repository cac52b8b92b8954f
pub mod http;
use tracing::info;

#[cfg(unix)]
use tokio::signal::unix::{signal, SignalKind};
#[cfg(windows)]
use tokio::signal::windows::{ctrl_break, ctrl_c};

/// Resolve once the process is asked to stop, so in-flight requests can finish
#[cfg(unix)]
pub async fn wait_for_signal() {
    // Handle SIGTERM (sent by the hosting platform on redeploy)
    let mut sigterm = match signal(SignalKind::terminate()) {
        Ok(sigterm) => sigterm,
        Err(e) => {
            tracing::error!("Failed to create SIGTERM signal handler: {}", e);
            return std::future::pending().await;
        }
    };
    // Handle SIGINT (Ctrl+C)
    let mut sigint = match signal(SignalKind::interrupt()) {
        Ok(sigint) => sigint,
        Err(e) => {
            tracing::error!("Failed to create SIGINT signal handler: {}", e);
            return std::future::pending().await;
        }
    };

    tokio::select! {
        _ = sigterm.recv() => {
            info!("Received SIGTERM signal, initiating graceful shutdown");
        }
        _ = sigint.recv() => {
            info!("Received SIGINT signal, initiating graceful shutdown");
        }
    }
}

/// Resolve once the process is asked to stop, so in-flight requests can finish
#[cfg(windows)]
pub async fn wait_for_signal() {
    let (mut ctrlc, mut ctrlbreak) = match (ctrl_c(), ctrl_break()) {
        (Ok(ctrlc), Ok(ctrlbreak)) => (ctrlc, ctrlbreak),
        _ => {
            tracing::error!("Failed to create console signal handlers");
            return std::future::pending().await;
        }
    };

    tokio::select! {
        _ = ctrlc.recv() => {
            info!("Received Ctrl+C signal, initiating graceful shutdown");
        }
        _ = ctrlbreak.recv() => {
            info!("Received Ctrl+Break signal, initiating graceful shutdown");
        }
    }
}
------------------------------
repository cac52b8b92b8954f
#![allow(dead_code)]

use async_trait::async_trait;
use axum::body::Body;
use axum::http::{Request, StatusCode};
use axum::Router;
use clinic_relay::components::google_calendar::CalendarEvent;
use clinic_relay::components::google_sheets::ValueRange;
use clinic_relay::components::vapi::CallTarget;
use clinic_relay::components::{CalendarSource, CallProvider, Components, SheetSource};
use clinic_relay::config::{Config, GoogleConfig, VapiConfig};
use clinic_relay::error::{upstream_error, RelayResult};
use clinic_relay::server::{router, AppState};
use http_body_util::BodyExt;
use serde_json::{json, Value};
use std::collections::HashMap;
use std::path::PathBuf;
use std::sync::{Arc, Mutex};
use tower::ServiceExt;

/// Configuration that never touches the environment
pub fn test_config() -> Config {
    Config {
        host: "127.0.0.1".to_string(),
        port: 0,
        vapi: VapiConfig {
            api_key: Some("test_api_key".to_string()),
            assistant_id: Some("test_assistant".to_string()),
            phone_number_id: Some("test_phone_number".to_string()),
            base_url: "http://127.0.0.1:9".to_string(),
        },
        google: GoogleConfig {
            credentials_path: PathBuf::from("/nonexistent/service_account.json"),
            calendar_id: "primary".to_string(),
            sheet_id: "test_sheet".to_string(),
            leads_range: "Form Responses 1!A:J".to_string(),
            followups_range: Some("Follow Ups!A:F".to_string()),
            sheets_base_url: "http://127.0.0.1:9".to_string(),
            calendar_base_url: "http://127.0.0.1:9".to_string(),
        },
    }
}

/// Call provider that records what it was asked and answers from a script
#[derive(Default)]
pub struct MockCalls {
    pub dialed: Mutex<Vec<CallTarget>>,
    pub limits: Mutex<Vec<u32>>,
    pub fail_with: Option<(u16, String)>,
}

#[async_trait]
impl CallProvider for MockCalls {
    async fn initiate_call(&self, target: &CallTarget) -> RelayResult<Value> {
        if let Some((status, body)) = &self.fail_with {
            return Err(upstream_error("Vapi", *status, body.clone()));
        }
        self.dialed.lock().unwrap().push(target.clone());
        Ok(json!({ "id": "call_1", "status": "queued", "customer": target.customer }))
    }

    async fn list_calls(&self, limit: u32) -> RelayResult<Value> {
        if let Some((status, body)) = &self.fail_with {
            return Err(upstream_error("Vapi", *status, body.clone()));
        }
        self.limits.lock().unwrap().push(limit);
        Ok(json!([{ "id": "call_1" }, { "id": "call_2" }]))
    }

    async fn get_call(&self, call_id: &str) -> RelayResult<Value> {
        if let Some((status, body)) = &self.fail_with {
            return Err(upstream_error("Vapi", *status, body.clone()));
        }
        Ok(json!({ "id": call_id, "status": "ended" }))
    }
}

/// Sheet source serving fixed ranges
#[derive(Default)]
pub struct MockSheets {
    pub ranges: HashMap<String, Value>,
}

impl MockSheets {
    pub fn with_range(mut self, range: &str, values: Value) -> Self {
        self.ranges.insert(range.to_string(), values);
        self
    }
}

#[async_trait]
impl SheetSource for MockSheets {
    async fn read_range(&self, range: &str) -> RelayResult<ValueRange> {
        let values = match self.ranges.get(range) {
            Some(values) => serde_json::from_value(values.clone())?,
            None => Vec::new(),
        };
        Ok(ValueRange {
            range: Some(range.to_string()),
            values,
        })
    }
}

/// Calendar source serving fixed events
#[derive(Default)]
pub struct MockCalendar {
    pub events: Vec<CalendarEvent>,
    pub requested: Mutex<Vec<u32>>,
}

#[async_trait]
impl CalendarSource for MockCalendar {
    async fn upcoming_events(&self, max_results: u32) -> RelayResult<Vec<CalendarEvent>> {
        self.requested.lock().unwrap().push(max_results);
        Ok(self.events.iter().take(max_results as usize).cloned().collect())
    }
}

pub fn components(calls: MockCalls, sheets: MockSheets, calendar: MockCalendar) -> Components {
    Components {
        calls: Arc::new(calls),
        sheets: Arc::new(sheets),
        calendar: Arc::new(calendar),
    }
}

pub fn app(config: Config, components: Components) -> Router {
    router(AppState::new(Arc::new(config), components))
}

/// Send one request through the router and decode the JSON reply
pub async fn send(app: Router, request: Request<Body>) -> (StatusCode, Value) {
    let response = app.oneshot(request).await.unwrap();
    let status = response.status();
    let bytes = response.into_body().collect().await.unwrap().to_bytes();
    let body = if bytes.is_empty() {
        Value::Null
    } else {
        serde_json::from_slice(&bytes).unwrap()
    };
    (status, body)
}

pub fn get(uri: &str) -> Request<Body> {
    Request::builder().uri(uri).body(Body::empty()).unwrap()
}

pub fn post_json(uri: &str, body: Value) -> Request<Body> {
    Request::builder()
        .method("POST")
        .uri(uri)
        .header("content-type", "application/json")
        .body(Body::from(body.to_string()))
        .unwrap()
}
------------------------------
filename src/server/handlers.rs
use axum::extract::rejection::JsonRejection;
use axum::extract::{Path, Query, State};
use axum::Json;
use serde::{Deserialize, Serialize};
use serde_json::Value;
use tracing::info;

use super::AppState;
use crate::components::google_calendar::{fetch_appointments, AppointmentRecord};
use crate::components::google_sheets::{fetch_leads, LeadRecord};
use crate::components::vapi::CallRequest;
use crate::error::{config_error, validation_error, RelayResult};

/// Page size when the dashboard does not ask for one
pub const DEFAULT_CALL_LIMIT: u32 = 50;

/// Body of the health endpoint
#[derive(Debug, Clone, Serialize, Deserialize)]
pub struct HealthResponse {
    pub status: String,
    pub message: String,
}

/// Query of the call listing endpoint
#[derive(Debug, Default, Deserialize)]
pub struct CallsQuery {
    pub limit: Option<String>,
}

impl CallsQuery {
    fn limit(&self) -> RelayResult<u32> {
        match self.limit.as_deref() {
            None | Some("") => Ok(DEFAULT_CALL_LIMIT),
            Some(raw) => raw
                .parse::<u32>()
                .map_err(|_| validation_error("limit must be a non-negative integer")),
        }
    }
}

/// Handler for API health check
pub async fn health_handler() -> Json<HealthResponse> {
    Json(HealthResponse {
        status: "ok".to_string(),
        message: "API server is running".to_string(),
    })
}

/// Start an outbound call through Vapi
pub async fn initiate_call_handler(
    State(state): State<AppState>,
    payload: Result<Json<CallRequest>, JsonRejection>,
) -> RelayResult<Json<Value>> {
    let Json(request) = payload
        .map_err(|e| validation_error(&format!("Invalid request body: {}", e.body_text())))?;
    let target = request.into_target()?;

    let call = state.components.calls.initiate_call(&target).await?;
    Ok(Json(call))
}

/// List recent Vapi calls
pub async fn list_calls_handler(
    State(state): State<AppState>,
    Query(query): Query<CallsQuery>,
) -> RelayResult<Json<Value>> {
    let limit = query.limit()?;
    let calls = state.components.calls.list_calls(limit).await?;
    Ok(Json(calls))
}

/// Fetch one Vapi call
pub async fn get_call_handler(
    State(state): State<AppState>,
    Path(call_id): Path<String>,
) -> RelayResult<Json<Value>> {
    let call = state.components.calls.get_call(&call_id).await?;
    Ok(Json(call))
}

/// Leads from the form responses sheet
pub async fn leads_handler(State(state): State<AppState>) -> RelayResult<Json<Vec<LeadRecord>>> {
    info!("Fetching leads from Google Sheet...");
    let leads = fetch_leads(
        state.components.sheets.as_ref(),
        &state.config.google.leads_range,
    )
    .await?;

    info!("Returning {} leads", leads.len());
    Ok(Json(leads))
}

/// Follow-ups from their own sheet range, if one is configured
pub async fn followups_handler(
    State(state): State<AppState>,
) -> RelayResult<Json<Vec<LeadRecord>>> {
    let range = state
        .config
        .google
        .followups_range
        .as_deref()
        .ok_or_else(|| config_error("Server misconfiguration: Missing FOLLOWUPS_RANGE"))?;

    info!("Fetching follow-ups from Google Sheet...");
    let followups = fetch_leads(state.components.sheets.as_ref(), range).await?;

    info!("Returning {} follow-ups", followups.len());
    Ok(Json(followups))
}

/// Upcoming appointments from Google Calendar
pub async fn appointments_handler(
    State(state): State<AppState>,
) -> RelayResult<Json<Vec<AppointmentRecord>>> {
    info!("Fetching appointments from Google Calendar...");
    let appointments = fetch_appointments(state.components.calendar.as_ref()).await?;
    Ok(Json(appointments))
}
------------------------------
WHAT THIS TASK INVOLVES: Find "push" in the preceding records. Copy each line that holds it.

FINISHED EXERCISE:
        self.dialed.lock().unwrap().push(target.clone());
        self.limits.lock().unwrap().push(limit);
        self.requested.lock().unwrap().push(max_results);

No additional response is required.